Tommy grinned at him in the mirror. "What are you going to do, now we've finished our so-called education?"

"What do you think? Go back to Vega with Dad, by Lhari ship, and help him run Vega Interplanet. Why else would I bother with all that astrogation and math?"

"You're the lucky one, with your father owning a dozen ships! He must be almost as rich as the Lhari."

Bart shook his head. "It's not that easy. Space travel inside a system these days is small stuff; all the real travel and shipping goes to the Lhari ships."

It was a sore point with everyone. Thousands of years ago, men had spread out from Earth—first to the planets, then to the nearer stars, crawling in ships that could travel no faster than the speed of light. They had even believed that was an absolute limit—that nothing in the universe could exceed the speed of light. It took years to go from Earth to the nearest star.
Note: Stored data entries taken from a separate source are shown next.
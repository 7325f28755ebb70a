#![allow(dead_code)]

use chrono::{Datelike, NaiveDate, Utc};
use serde_json::{Value, json};
use solarlog::portal::types::{CONSUMPTION_SECTION, PRODUCTION_SECTION, STATUS_SECTION};
use solarlog::portal::{PayloadBody, PortalClient, RawPayload};
use solarlog::{Credentials, Result, SchedulerOptions, SolarlogError, Store};
use std::collections::{HashMap, VecDeque};
use std::sync::Mutex;
use std::sync::atomic::{AtomicU32, Ordering};
use std::time::Duration;

pub fn date(y: i32, m: u32, d: u32) -> NaiveDate {
    NaiveDate::from_ymd_opt(y, m, d).unwrap()
}

pub fn status_json(pv: f64, grid: f64, load: f64, online: bool) -> Value {
    json!({
        "P_PV": pv,
        "P_Grid": grid,
        "P_Load": -load,
        "IsOnline": online,
        "E_Day": 12.5,
        "E_Total": 9876.0
    })
}

pub fn status_payload(body: Value) -> RawPayload {
    RawPayload::new(Utc::now()).with_section(STATUS_SECTION, PayloadBody::Json(body))
}

fn epoch_ms(date: NaiveDate) -> i64 {
    date.and_hms_opt(0, 0, 0).unwrap().and_utc().timestamp_millis()
}

/// Month charts holding a single point for `date`
pub fn daily_payload(date: NaiveDate, feed_in: f64, direct: f64, grid: f64) -> RawPayload {
    let ms = epoch_ms(date);
    let production = json!({"settings": {"series": [
        {"name": "Energy to grid", "data": [[ms, feed_in]]},
        {"name": "Consumed directly", "data": [[ms, direct]]}
    ]}});
    let consumption = json!({"settings": {"series": [
        {"name": "Energy from grid", "data": [[ms, grid]]}
    ]}});
    RawPayload::new(Utc::now())
        .with_section(PRODUCTION_SECTION, PayloadBody::Json(production))
        .with_section(CONSUMPTION_SECTION, PayloadBody::Json(consumption))
}

/// Month charts with a point for each of `days` days from `first`
///
/// Values follow the scripted default: feed-in equals the day of month.
pub fn month_payload(first: NaiveDate, days: usize) -> RawPayload {
    let dates: Vec<NaiveDate> = first.iter_days().take(days).collect();
    let points = |value: &dyn Fn(NaiveDate) -> f64| -> Vec<Value> {
        dates.iter().map(|d| json!([epoch_ms(*d), value(*d)])).collect()
    };
    let production = json!({"settings": {"series": [
        {"name": "Energy to grid", "data": points(&|d| f64::from(d.day()))},
        {"name": "Consumed directly", "data": points(&|_| 2.0)}
    ]}});
    let consumption = json!({"settings": {"series": [
        {"name": "Energy from grid", "data": points(&|_| 4.0)}
    ]}});
    RawPayload::new(Utc::now())
        .with_section(PRODUCTION_SECTION, PayloadBody::Json(production))
        .with_section(CONSUMPTION_SECTION, PayloadBody::Json(consumption))
}

/// In-process portal answering from queued results
///
/// Empty queues fall back to a successful login, an online status reading
/// and a daily payload derived from the requested date.
#[derive(Default)]
pub struct ScriptedPortal {
    auth: Mutex<VecDeque<Result<()>>>,
    status: Mutex<VecDeque<Result<RawPayload>>>,
    daily: Mutex<HashMap<NaiveDate, VecDeque<Result<RawPayload>>>>,
    auth_calls: AtomicU32,
    status_calls: AtomicU32,
    daily_calls: AtomicU32,
}

impl ScriptedPortal {
    pub fn new() -> Self {
        Self::default()
    }

    pub fn push_auth(self, result: Result<()>) -> Self {
        self.auth.lock().unwrap().push_back(result);
        self
    }

    pub fn push_status(self, result: Result<RawPayload>) -> Self {
        self.status.lock().unwrap().push_back(result);
        self
    }

    pub fn push_daily(self, date: NaiveDate, result: Result<RawPayload>) -> Self {
        self.daily
            .lock()
            .unwrap()
            .entry(date)
            .or_default()
            .push_back(result);
        self
    }

    pub fn auth_calls(&self) -> u32 {
        self.auth_calls.load(Ordering::SeqCst)
    }

    pub fn status_calls(&self) -> u32 {
        self.status_calls.load(Ordering::SeqCst)
    }

    pub fn daily_calls(&self) -> u32 {
        self.daily_calls.load(Ordering::SeqCst)
    }
}

#[async_trait::async_trait]
impl PortalClient for ScriptedPortal {
    type Session = u32;

    async fn authenticate(&self, _credentials: &Credentials) -> Result<u32> {
        let n = self.auth_calls.fetch_add(1, Ordering::SeqCst) + 1;
        let next = self.auth.lock().unwrap().pop_front();
        match next {
            Some(Err(e)) => Err(e),
            _ => Ok(n),
        }
    }

    async fn fetch_current_status(&self, _session: &u32) -> Result<RawPayload> {
        self.status_calls.fetch_add(1, Ordering::SeqCst);
        let next = self.status.lock().unwrap().pop_front();
        next.unwrap_or_else(|| Ok(status_payload(status_json(3.2, -0.5, 2.7, true))))
    }

    async fn fetch_daily_history(&self, _session: &u32, date: NaiveDate) -> Result<RawPayload> {
        self.daily_calls.fetch_add(1, Ordering::SeqCst);
        let scripted = self
            .daily
            .lock()
            .unwrap()
            .get_mut(&date)
            .and_then(VecDeque::pop_front);
        scripted.unwrap_or_else(|| {
            let day = f64::from(date.day0() + 1);
            Ok(daily_payload(date, day, 2.0, 4.0))
        })
    }
}

pub fn credentials() -> Credentials {
    Credentials::new("owner@example.com", "hunter2")
}

/// Options without delays so tests run instantly
pub fn fast_options() -> SchedulerOptions {
    SchedulerOptions {
        login_backoff: Duration::ZERO,
        backfill_spacing: Duration::ZERO,
        aggregate: false,
        ..SchedulerOptions::default()
    }
}

pub fn scheduler(portal: ScriptedPortal) -> solarlog::Scheduler<ScriptedPortal> {
    scheduler_with(portal, fast_options())
}

pub fn scheduler_with(
    portal: ScriptedPortal,
    options: SchedulerOptions,
) -> solarlog::Scheduler<ScriptedPortal> {
    solarlog::Scheduler::new(
        portal,
        credentials(),
        Store::open_in_memory().unwrap(),
        options,
    )
}

pub fn expired() -> SolarlogError {
    SolarlogError::session_expired("redirected to login")
}
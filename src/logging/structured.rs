use std::collections::BTreeMap;
use tracing::{debug, error, info, trace, warn};

/// Context information for log messages
#[derive(Debug, Clone)]
pub struct LogContext {
    /// Component name (e.g., "portal", "store", "scheduler")
    pub component: String,
    /// Operation in progress (e.g., "authenticate", "write_daily")
    pub operation: Option<String>,
    /// Additional context fields, emitted in key order
    pub extra_fields: BTreeMap<String, String>,
}

impl LogContext {
    /// Create a new log context
    pub fn new(component: &str) -> Self {
        Self {
            component: component.to_string(),
            operation: None,
            extra_fields: BTreeMap::new(),
        }
    }

    /// Set the operation name
    pub fn with_operation(mut self, operation: &str) -> Self {
        self.operation = Some(operation.to_string());
        self
    }

    /// Add extra field
    pub fn with_field(mut self, key: &str, value: String) -> Self {
        self.extra_fields.insert(key.to_string(), value);
        self
    }
}

/// Structured logger with context
#[derive(Debug, Clone)]
pub struct StructuredLogger {
    pub(crate) context: LogContext,
}

impl StructuredLogger {
    /// Create a new structured logger with context
    pub fn new(context: LogContext) -> Self {
        Self { context }
    }

    /// Derive a logger for one operation of the same component
    pub fn for_operation(&self, operation: &str) -> Self {
        Self::new(self.context.clone().with_operation(operation))
    }

    /// Derive a logger with one more context field
    pub fn with_field(&self, key: &str, value: String) -> Self {
        Self::new(self.context.clone().with_field(key, value))
    }

    /// Log an info message with context
    pub fn info(&self, message: &str) {
        let fields = self.format_fields();
        info!(%fields, "{}", message);
    }
    /// Log a warning message with context
    pub fn warn(&self, message: &str) {
        let fields = self.format_fields();
        warn!(%fields, "{}", message);
    }
    /// Log an error message with context
    pub fn error(&self, message: &str) {
        let fields = self.format_fields();
        error!(%fields, "{}", message);
    }
    /// Log a debug message with context
    pub fn debug(&self, message: &str) {
        let fields = self.format_fields();
        debug!(%fields, "{}", message);
    }
    /// Log a trace message with context
    pub fn trace(&self, message: &str) {
        let fields = self.format_fields();
        trace!(%fields, "{}", message);
    }

    /// Format context fields for logging
    pub(crate) fn format_fields(&self) -> String {
        let mut fields = vec![format!("component={}", self.context.component)];
        if let Some(ref operation) = self.context.operation {
            fields.push(format!("operation={}", operation));
        }
        for (key, value) in &self.context.extra_fields {
            fields.push(format!("{}={}", key, value));
        }
        fields.join(",")
    }
}

/// Create a logger for a specific component
pub fn get_logger(component: &str) -> StructuredLogger {
    StructuredLogger::new(LogContext::new(component))
}

/// Create a logger with full context
pub fn get_logger_with_context(context: LogContext) -> StructuredLogger {
    StructuredLogger::new(context)
}
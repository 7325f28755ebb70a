//! Rollups of stored readings
//!
//! Five-minute and hourly slots average the status samples inside them;
//! weekly and monthly slots sum the daily rows. A slot is written only once
//! it has ended, and rows are upserted by slot start so reruns converge.

use crate::error::Result;
use crate::logging::get_logger;
use crate::store::{Store, date_key, parse_date, parse_timestamp, timestamp_key};
use chrono::{DateTime, Datelike, DurationRound, NaiveDate, TimeDelta, Utc};
use rusqlite::{OptionalExtension, Transaction, params};
use std::collections::BTreeMap;

/// Rollup granularity
#[derive(Debug, Clone, Copy, PartialEq, Eq)]
pub enum Bucket {
    FiveMinute,
    Hourly,
    Weekly,
    Monthly,
}

impl Bucket {
    pub const ALL: [Bucket; 4] = [
        Bucket::FiveMinute,
        Bucket::Hourly,
        Bucket::Weekly,
        Bucket::Monthly,
    ];

    pub fn table(&self) -> &'static str {
        match self {
            Bucket::FiveMinute => "fiveminute",
            Bucket::Hourly => "hourly",
            Bucket::Weekly => "weekly",
            Bucket::Monthly => "monthly",
        }
    }

    /// Slot width for the sample-fed buckets
    fn width(&self) -> Option<TimeDelta> {
        match self {
            Bucket::FiveMinute => Some(TimeDelta::minutes(5)),
            Bucket::Hourly => Some(TimeDelta::hours(1)),
            Bucket::Weekly | Bucket::Monthly => None,
        }
    }

    /// Start of the slot holding `ts`
    pub fn slot_of(&self, ts: DateTime<Utc>) -> Option<DateTime<Utc>> {
        self.width().and_then(|w| ts.duration_trunc(w).ok())
    }

    /// First day of the slot holding `date` (weeks start on Monday)
    pub fn slot_of_date(&self, date: NaiveDate) -> NaiveDate {
        match self {
            Bucket::Weekly => {
                date - TimeDelta::days(date.weekday().num_days_from_monday() as i64)
            }
            Bucket::Monthly => date.with_day(1).unwrap_or(date),
            Bucket::FiveMinute | Bucket::Hourly => date,
        }
    }
}

/// Rows written per bucket in one run
#[derive(Debug, Default, Clone, PartialEq, Eq)]
pub struct AggregateReport {
    pub written: Vec<(Bucket, usize)>,
}

impl AggregateReport {
    pub fn total(&self) -> usize {
        self.written.iter().map(|(_, n)| n).sum()
    }
}

#[derive(Debug, Default, Clone, Copy)]
struct Totals {
    grid: f64,
    solar: f64,
    home: f64,
    samples: u32,
}

impl Totals {
    fn add(&mut self, grid: f64, solar: f64, home: f64) {
        self.grid += grid;
        self.solar += solar;
        self.home += home;
        self.samples += 1;
    }

    fn averaged(self) -> Self {
        let n = f64::from(self.samples.max(1));
        Self {
            grid: self.grid / n,
            solar: self.solar / n,
            home: self.home / n,
            samples: self.samples,
        }
    }

    fn is_zero(&self) -> bool {
        self.grid == 0.0 && self.solar == 0.0 && self.home == 0.0
    }
}

/// Refresh every bucket; `today` decides which calendar slots have ended
pub fn run_all(store: &mut Store, now: DateTime<Utc>, today: NaiveDate) -> Result<AggregateReport> {
    let logger = get_logger("aggregate");
    let mut report = AggregateReport::default();
    for bucket in Bucket::ALL {
        let written = match bucket {
            Bucket::FiveMinute | Bucket::Hourly => aggregate_samples(store, bucket, now)?,
            Bucket::Weekly | Bucket::Monthly => aggregate_daily(store, bucket, today)?,
        };
        if written > 0 {
            logger
                .for_operation(bucket.table())
                .debug(&format!("Wrote {} slots", written));
        }
        report.written.push((bucket, written));
    }
    Ok(report)
}

/// Average samples per slot, resuming after the newest written slot
fn aggregate_samples(store: &mut Store, bucket: Bucket, now: DateTime<Utc>) -> Result<usize> {
    let (Some(width), Some(current)) = (bucket.width(), bucket.slot_of(now)) else {
        return Ok(0);
    };
    let tx = store.conn_mut().transaction()?;

    let last: Option<String> = tx
        .query_row(
            &format!("SELECT MAX(slot) FROM {}", bucket.table()),
            [],
            |row| row.get(0),
        )
        .optional()?
        .flatten();
    let from = match last {
        Some(slot) => timestamp_key(parse_timestamp(&slot)? + width),
        None => String::new(),
    };

    let mut slots: BTreeMap<DateTime<Utc>, Totals> = BTreeMap::new();
    {
        let mut stmt = tx.prepare(
            "SELECT timestamp, solar, grid, home FROM samples
             WHERE timestamp >= ?1 AND timestamp < ?2 ORDER BY timestamp",
        )?;
        let rows = stmt
            .query_map(params![from, timestamp_key(current)], |row| {
                Ok((
                    row.get::<_, String>(0)?,
                    row.get::<_, f64>(1)?,
                    row.get::<_, f64>(2)?,
                    row.get::<_, f64>(3)?,
                ))
            })?
            .collect::<std::result::Result<Vec<_>, _>>()?;
        for (ts, solar, grid, home) in rows {
            let Some(slot) = bucket.slot_of(parse_timestamp(&ts)?) else {
                continue;
            };
            // Exports are not grid consumption
            slots.entry(slot).or_default().add(grid.max(0.0), solar, home);
        }
    }

    let mut written = 0;
    for (slot, totals) in slots {
        let avg = totals.averaged();
        if avg.is_zero() {
            continue;
        }
        upsert_slot(&tx, bucket, &timestamp_key(slot), &avg)?;
        written += 1;
    }
    tx.commit()?;
    Ok(written)
}

/// Sum daily rows per calendar slot; always recomputed from scratch
fn aggregate_daily(store: &mut Store, bucket: Bucket, today: NaiveDate) -> Result<usize> {
    let current = bucket.slot_of_date(today);
    let tx = store.conn_mut().transaction()?;

    let mut slots: BTreeMap<NaiveDate, Totals> = BTreeMap::new();
    {
        let mut stmt = tx.prepare("SELECT date, solar, grid, home FROM daily ORDER BY date")?;
        let rows = stmt
            .query_map([], |row| {
                Ok((
                    row.get::<_, String>(0)?,
                    row.get::<_, f64>(1)?,
                    row.get::<_, f64>(2)?,
                    row.get::<_, f64>(3)?,
                ))
            })?
            .collect::<std::result::Result<Vec<_>, _>>()?;
        for (date, solar, grid, home) in rows {
            let slot = bucket.slot_of_date(parse_date(&date)?);
            if slot >= current {
                continue;
            }
            slots.entry(slot).or_default().add(grid, solar, home);
        }
    }

    let mut written = 0;
    for (slot, totals) in slots {
        if totals.is_zero() {
            continue;
        }
        upsert_slot(&tx, bucket, &date_key(slot), &totals)?;
        written += 1;
    }
    tx.commit()?;
    Ok(written)
}

fn upsert_slot(tx: &Transaction<'_>, bucket: Bucket, slot: &str, totals: &Totals) -> Result<()> {
    tx.execute(
        &format!(
            "INSERT INTO {} (slot, grid, solar, home, samples) VALUES (?1, ?2, ?3, ?4, ?5)
             ON CONFLICT(slot) DO UPDATE SET
                grid = excluded.grid,
                solar = excluded.solar,
                home = excluded.home,
                samples = excluded.samples",
            bucket.table()
        ),
        params![slot, totals.grid, totals.solar, totals.home, totals.samples],
    )?;
    Ok(())
}
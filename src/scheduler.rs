//! Polling and backfill orchestration
//!
//! The [`Scheduler`] owns the portal session and the database handle. It
//! polls on a fixed interval, catches up on finished days, refreshes the
//! rollups and decides which errors end the process.

mod backfill;
mod poll;
mod session;
mod types;

pub use types::{BackfillReport, CycleReport, Failure, SchedulerOptions, SchedulerState};

use crate::aggregate;
use crate::credentials::Credentials;
use crate::error::Result;
use crate::logging::{StructuredLogger, get_logger};
use crate::portal::PortalClient;
use crate::store::Store;
use chrono::{DateTime, NaiveDate, Utc};
use std::future::Future;
use std::time::Instant;
use tokio::sync::watch;
use tokio::time::{MissedTickBehavior, interval};

/// Drives a [`PortalClient`] and writes what it returns into a [`Store`]
pub struct Scheduler<C: PortalClient> {
    client: C,
    credentials: Credentials,
    store: Store,
    options: SchedulerOptions,
    session: Option<C::Session>,
    state: watch::Sender<SchedulerState>,
    last_failed_login: Option<Instant>,
    auth_attempts: u32,
    logger: StructuredLogger,
}

impl<C: PortalClient> Scheduler<C> {
    pub fn new(
        client: C,
        credentials: Credentials,
        store: Store,
        options: SchedulerOptions,
    ) -> Self {
        let (state, _) = watch::channel(SchedulerState::Idle);
        Self {
            client,
            credentials,
            store,
            options,
            session: None,
            state,
            last_failed_login: None,
            auth_attempts: 0,
            logger: get_logger("scheduler"),
        }
    }

    pub fn state(&self) -> SchedulerState {
        *self.state.borrow()
    }

    /// Receiver that observes every state change
    pub fn subscribe(&self) -> watch::Receiver<SchedulerState> {
        self.state.subscribe()
    }

    pub(crate) fn set_state(&self, state: SchedulerState) {
        let previous = self.state.send_replace(state);
        if previous != state {
            self.logger.trace(&format!("State {} -> {}", previous, state));
        }
    }

    pub fn store(&self) -> &Store {
        &self.store
    }

    pub fn client(&self) -> &C {
        &self.client
    }

    pub fn options(&self) -> &SchedulerOptions {
        &self.options
    }

    /// Number of login attempts made so far
    pub fn auth_attempts(&self) -> u32 {
        self.auth_attempts
    }

    pub fn has_session(&self) -> bool {
        self.session.is_some()
    }

    pub fn into_store(self) -> Store {
        self.store
    }

    /// Calendar day of `now` in the configured timezone
    pub fn today_at(&self, now: DateTime<Utc>) -> NaiveDate {
        now.with_timezone(&self.options.timezone).date_naive()
    }

    /// Poll once and refresh the rollups
    pub async fn run_cycle(&mut self) -> Result<CycleReport> {
        let now = Utc::now();
        let today = self.today_at(now);
        let report = self.poll_once(today).await?;

        if self.options.aggregate {
            match aggregate::run_all(&mut self.store, now, today) {
                Ok(done) if done.total() > 0 => self
                    .logger
                    .for_operation("aggregate")
                    .debug(&format!("Refreshed {} rollup slots", done.total())),
                Ok(_) => {}
                Err(e) => self
                    .logger
                    .for_operation("aggregate")
                    .error(&format!("Aggregation failed: {}", e)),
            }
        }
        Ok(report)
    }

    /// Poll every `poll_interval` until `shutdown` resolves
    ///
    /// A cycle in progress always finishes before shutdown is observed.
    /// Authentication failures end the loop unless `exit_on_auth_error` is
    /// off, in which case the next tick tries again.
    pub async fn run<F>(&mut self, shutdown: F) -> Result<()>
    where
        F: Future<Output = ()>,
    {
        tokio::pin!(shutdown);
        let mut ticker = interval(self.options.poll_interval);
        ticker.set_missed_tick_behavior(MissedTickBehavior::Delay);
        self.logger.info(&format!(
            "Polling every {}s",
            self.options.poll_interval.as_secs()
        ));

        loop {
            tokio::select! {
                _ = ticker.tick() => {
                    match self.run_cycle().await {
                        Ok(report) => {
                            if let Some(outcome) = report.status {
                                self.logger.debug(&format!(
                                    "Cycle done: status {}, {} days, {} failures",
                                    outcome.as_str(),
                                    report.daily.len(),
                                    report.failures.len()
                                ));
                            }
                        }
                        Err(e) if self.options.exit_on_auth_error => {
                            self.logger.error(&format!("Stopping: {}", e));
                            self.set_state(SchedulerState::Idle);
                            return Err(e);
                        }
                        Err(e) => {
                            self.logger.error(&format!("Cycle failed, retrying next tick: {}", e));
                        }
                    }
                }
                _ = &mut shutdown => {
                    self.logger.info("Shutdown signal received");
                    break;
                }
            }
        }

        self.set_state(SchedulerState::Idle);
        Ok(())
    }
}
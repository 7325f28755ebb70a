use chrono::{DateTime, Utc};
use serde_json::Value;

/// Section holding the `GetCompareDataForPvSystem` response
pub const STATUS_SECTION: &str = "actual_data";
/// Section holding the month production chart
pub const PRODUCTION_SECTION: &str = "production";
/// Section holding the month consumption chart
pub const CONSUMPTION_SECTION: &str = "consumption";

/// Body of one portal response, classified by content
#[derive(Debug, Clone, PartialEq)]
pub enum PayloadBody {
    Json(Value),
    Html(String),
    Text(String),
}

impl PayloadBody {
    /// Classify a response body: markup, JSON, or anything else
    pub fn from_text(text: String) -> Self {
        let trimmed = text.trim_start();
        if trimmed.starts_with('<') {
            return PayloadBody::Html(text);
        }
        match serde_json::from_str::<Value>(trimmed) {
            Ok(value) => PayloadBody::Json(value),
            Err(_) => PayloadBody::Text(text),
        }
    }

    pub fn kind(&self) -> &'static str {
        match self {
            PayloadBody::Json(_) => "json",
            PayloadBody::Html(_) => "html",
            PayloadBody::Text(_) => "text",
        }
    }

    pub fn as_json(&self) -> Option<&Value> {
        match self {
            PayloadBody::Json(v) => Some(v),
            _ => None,
        }
    }
}

/// Unparsed portal response, possibly made of several named sections
#[derive(Debug, Clone, PartialEq)]
pub struct RawPayload {
    pub fetched_at: DateTime<Utc>,
    sections: Vec<(String, PayloadBody)>,
}

impl RawPayload {
    pub fn new(fetched_at: DateTime<Utc>) -> Self {
        Self {
            fetched_at,
            sections: Vec::new(),
        }
    }

    pub fn with_section(mut self, name: &str, body: PayloadBody) -> Self {
        self.sections.push((name.to_string(), body));
        self
    }

    pub fn section(&self, name: &str) -> Option<&PayloadBody> {
        self.sections
            .iter()
            .find(|(n, _)| n == name)
            .map(|(_, body)| body)
    }

    pub fn section_names(&self) -> impl Iterator<Item = &str> {
        self.sections.iter().map(|(n, _)| n.as_str())
    }
}
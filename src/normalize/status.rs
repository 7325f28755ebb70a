use super::{Normalizer, json_section, optional_number};
use crate::error::{Result, SolarlogError};
use crate::models::{InverterReading, StatusReading};
use crate::portal::types::{RawPayload, STATUS_SECTION};
use chrono::{DurationRound, TimeDelta};
use serde_json::Value;

const POWER_FIELDS: [&str; 3] = ["P_PV", "P_Grid", "P_Load"];

/// Normalizer for `GetCompareDataForPvSystem` responses
#[derive(Debug, Default, Clone, Copy)]
pub struct StatusNormalizer;

impl Normalizer for StatusNormalizer {
    type Key = ();
    type Reading = StatusReading;

    fn normalize(&self, payload: &RawPayload, _key: ()) -> Result<StatusReading> {
        let data = json_section(payload, STATUS_SECTION)?;
        let object = data
            .as_object()
            .ok_or_else(|| SolarlogError::parse("status payload is not a JSON object"))?;
        if object.is_empty() {
            return Err(SolarlogError::parse("status payload is empty"));
        }
        if !POWER_FIELDS.iter().any(|f| object.contains_key(*f)) {
            return Err(SolarlogError::parse(format!(
                "status payload has none of {}",
                POWER_FIELDS.join(", ")
            )));
        }

        // The portal reports null instead of 0 while the inverters sleep
        let pv = optional_number(data, "P_PV")?.unwrap_or(0.0);
        let grid = optional_number(data, "P_Grid")?.unwrap_or(0.0);
        let load = optional_number(data, "P_Load")?.unwrap_or(0.0);

        let is_online = match data.get("IsOnline") {
            None | Some(Value::Null) => false,
            Some(Value::Bool(b)) => *b,
            Some(other) => {
                return Err(SolarlogError::parse(format!(
                    "field IsOnline is not a boolean: {}",
                    other
                )));
            }
        };

        let timestamp = payload
            .fetched_at
            .duration_trunc(TimeDelta::seconds(1))
            .map_err(|e| SolarlogError::parse(format!("invalid fetch time: {}", e)))?;

        Ok(StatusReading {
            timestamp,
            power_now: pv,
            grid_power: grid,
            // Load is reported as a negative flow
            home_power: -load,
            energy_today: optional_number(data, "E_Day")?,
            energy_total: optional_number(data, "E_Total")?,
            is_online,
            inverters: parse_inverters(data)?,
        })
    }
}

/// Optional `Inverters` map: `{"1": {"P": 1.2, "E_Day": 3.4}, ...}`
fn parse_inverters(data: &Value) -> Result<Vec<InverterReading>> {
    let Some(inverters) = data.get("Inverters") else {
        return Ok(Vec::new());
    };
    match inverters {
        Value::Null => Ok(Vec::new()),
        Value::Object(map) => map
            .iter()
            .map(|(id, values)| {
                if !values.is_object() {
                    return Err(SolarlogError::parse(format!(
                        "inverter {} is not an object",
                        id
                    )));
                }
                Ok(InverterReading {
                    id: id.clone(),
                    power: optional_number(values, "P")?,
                    energy_today: optional_number(values, "E_Day")?,
                })
            })
            .collect(),
        other => Err(SolarlogError::parse(format!(
            "field Inverters is not an object: {}",
            other
        ))),
    }
}

#[cfg(test)]
mod tests {
    use super::*;
    use crate::portal::types::PayloadBody;
    use chrono::{TimeZone, Utc};
    use serde_json::json;

    fn payload(body: Value) -> RawPayload {
        let at = Utc.with_ymd_and_hms(2024, 5, 1, 12, 0, 7).unwrap()
            + TimeDelta::milliseconds(345);
        RawPayload::new(at).with_section(STATUS_SECTION, PayloadBody::Json(body))
    }

    #[test]
    fn parses_full_payload() {
        let r = StatusNormalizer
            .normalize(
                &payload(json!({
                    "P_PV": 3.2, "P_Grid": -1.1, "P_Load": -2.1, "IsOnline": true,
                    "E_Day": 12.0, "E_Total": 4567.0,
                    "Inverters": {"1": {"P": 3.2, "E_Day": 12.0}}
                })),
                (),
            )
            .unwrap();
        assert!((r.power_now - 3.2).abs() < 1e-9);
        assert!((r.grid_power + 1.1).abs() < 1e-9);
        assert!((r.home_power - 2.1).abs() < 1e-9);
        assert_eq!(r.energy_today, Some(12.0));
        assert_eq!(r.energy_total, Some(4567.0));
        assert!(r.is_online);
        assert_eq!(r.inverters.len(), 1);
        assert_eq!(
            r.timestamp,
            Utc.with_ymd_and_hms(2024, 5, 1, 12, 0, 7).unwrap()
        );
    }

    #[test]
    fn nulls_count_as_zero() {
        let r = StatusNormalizer
            .normalize(
                &payload(json!({"P_PV": null, "P_Grid": 0.4, "P_Load": null, "IsOnline": false})),
                (),
            )
            .unwrap();
        assert_eq!(r.power_now, 0.0);
        assert_eq!(r.home_power, 0.0);
        assert!(!r.is_online);
        assert!(r.energy_today.is_none());
    }

    #[test]
    fn rejects_drifted_payloads() {
        for body in [
            json!({}),
            json!([]),
            json!({"Something": 1}),
            json!({"P_PV": "lots"}),
            json!({"P_PV": 1.0, "IsOnline": "yes"}),
            json!({"P_PV": 1.0, "Inverters": [1, 2]}),
        ] {
            let err = StatusNormalizer.normalize(&payload(body.clone()), ()).unwrap_err();
            assert!(
                matches!(err, SolarlogError::Parse { .. }),
                "{} should be a parse error",
                body
            );
        }
    }
}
But they'd done it. From the nearer stars, they had sent out colonizing ships all through the galaxy. Some vanished and were never heard from again, but some made it, and in a few centuries man had spread all over hundreds of star-systems.

And then man met the people of the Lhari.

It was a big universe, with measureless millions of stars, and plenty of room for more than two intelligent civilizations. It wasn't surprising that the Lhari, who had only been traveling space for a couple of thousand years themselves, had never come across humans before. But they had been delighted to meet another intelligent race—and it was extremely profitable.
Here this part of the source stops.